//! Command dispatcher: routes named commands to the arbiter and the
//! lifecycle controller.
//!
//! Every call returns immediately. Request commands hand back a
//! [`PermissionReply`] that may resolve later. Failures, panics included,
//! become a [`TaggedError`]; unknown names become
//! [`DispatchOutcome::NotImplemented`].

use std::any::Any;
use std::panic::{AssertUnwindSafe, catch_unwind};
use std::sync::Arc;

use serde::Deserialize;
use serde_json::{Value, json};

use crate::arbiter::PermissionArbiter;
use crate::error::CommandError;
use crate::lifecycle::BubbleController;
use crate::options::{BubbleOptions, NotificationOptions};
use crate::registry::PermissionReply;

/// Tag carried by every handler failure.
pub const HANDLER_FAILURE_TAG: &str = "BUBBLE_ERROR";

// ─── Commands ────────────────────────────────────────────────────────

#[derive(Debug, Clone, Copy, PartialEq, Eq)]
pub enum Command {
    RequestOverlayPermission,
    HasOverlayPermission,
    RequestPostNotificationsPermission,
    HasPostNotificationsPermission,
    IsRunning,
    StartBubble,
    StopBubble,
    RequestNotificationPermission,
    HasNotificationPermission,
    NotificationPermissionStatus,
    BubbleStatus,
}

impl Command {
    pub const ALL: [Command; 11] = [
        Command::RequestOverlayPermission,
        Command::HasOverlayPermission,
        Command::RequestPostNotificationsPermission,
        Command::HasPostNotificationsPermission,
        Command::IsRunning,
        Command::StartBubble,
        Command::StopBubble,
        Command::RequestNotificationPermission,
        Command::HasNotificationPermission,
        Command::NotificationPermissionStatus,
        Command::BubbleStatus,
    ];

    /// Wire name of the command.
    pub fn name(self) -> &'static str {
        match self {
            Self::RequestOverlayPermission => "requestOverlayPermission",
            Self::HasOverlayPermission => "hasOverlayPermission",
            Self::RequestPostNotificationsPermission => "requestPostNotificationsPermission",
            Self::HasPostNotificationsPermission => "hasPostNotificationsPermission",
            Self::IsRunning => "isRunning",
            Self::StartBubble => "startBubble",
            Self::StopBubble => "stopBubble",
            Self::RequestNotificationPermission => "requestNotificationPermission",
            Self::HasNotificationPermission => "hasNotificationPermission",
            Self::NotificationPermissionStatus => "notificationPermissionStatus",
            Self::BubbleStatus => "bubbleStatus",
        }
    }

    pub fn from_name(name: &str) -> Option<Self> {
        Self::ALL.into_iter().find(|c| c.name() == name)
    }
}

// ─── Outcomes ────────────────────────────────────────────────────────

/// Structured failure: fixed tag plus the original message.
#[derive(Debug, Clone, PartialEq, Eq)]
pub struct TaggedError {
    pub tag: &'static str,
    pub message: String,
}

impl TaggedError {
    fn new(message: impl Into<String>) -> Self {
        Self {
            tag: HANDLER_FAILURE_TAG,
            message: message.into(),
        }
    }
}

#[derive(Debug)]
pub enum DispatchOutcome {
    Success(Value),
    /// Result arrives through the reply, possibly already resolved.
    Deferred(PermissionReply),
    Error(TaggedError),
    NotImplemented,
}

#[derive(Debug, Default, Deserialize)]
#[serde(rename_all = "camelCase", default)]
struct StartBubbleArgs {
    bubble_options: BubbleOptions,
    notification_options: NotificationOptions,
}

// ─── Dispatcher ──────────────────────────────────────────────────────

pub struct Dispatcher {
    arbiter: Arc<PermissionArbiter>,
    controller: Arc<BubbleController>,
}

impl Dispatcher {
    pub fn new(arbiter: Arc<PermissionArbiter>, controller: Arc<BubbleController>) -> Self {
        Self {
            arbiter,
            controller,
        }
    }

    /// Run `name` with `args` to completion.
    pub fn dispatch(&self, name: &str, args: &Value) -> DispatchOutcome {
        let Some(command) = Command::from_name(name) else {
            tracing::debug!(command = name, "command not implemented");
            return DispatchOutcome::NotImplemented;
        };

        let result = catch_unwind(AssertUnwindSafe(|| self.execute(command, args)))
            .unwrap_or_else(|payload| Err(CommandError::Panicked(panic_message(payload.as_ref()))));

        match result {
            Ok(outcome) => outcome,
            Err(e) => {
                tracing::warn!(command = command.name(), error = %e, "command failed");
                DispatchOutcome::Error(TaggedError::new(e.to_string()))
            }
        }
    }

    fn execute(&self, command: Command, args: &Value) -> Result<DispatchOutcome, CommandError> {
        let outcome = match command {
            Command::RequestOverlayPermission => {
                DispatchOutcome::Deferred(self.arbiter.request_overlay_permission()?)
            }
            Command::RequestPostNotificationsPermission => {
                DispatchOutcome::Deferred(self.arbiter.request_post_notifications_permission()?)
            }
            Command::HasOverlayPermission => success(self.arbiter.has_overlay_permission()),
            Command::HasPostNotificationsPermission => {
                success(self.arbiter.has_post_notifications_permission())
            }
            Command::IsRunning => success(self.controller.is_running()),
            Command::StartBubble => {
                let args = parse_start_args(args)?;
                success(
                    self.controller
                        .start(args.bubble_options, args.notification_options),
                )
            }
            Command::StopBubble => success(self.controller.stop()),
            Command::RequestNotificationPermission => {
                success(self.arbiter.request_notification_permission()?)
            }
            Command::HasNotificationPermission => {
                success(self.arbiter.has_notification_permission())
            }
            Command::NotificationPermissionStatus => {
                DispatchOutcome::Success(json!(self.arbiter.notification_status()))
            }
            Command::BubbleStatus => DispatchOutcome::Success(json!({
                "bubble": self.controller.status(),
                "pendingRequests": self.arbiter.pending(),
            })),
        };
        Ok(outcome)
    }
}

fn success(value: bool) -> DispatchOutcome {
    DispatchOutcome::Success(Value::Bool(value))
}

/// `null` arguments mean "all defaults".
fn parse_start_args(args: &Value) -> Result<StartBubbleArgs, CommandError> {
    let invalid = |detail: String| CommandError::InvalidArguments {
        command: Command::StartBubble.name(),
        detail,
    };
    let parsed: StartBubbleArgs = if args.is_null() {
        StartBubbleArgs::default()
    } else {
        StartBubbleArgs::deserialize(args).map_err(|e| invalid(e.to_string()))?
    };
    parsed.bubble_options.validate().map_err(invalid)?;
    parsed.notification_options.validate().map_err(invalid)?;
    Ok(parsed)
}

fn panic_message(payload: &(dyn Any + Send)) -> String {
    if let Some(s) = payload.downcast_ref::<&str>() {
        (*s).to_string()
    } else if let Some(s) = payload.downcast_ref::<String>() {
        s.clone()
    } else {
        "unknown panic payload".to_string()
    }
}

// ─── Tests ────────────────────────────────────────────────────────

────────────────

→ **ASSIGNMENT**
Copy out, word for word, the part of the entries above that begins at the line with "success(self.arbiter.request_notification_permission()?)" and ends at the line with "let invalid = |detail: String|", including both.

→ **TASK ANSWER**
                success(self.arbiter.request_notification_permission()?)
            }
            Command::HasNotificationPermission => {
                success(self.arbiter.has_notification_permission())
            }
            Command::NotificationPermissionStatus => {
                DispatchOutcome::Success(json!(self.arbiter.notification_status()))
            }
            Command::BubbleStatus => DispatchOutcome::Success(json!({
                "bubble": self.controller.status(),
                "pendingRequests": self.arbiter.pending(),
            })),
        };
        Ok(outcome)
    }
}

fn success(value: bool) -> DispatchOutcome {
    DispatchOutcome::Success(Value::Bool(value))
}

/// `null` arguments mean "all defaults".
fn parse_start_args(args: &Value) -> Result<StartBubbleArgs, CommandError> {
    let invalid = |detail: String| CommandError::InvalidArguments {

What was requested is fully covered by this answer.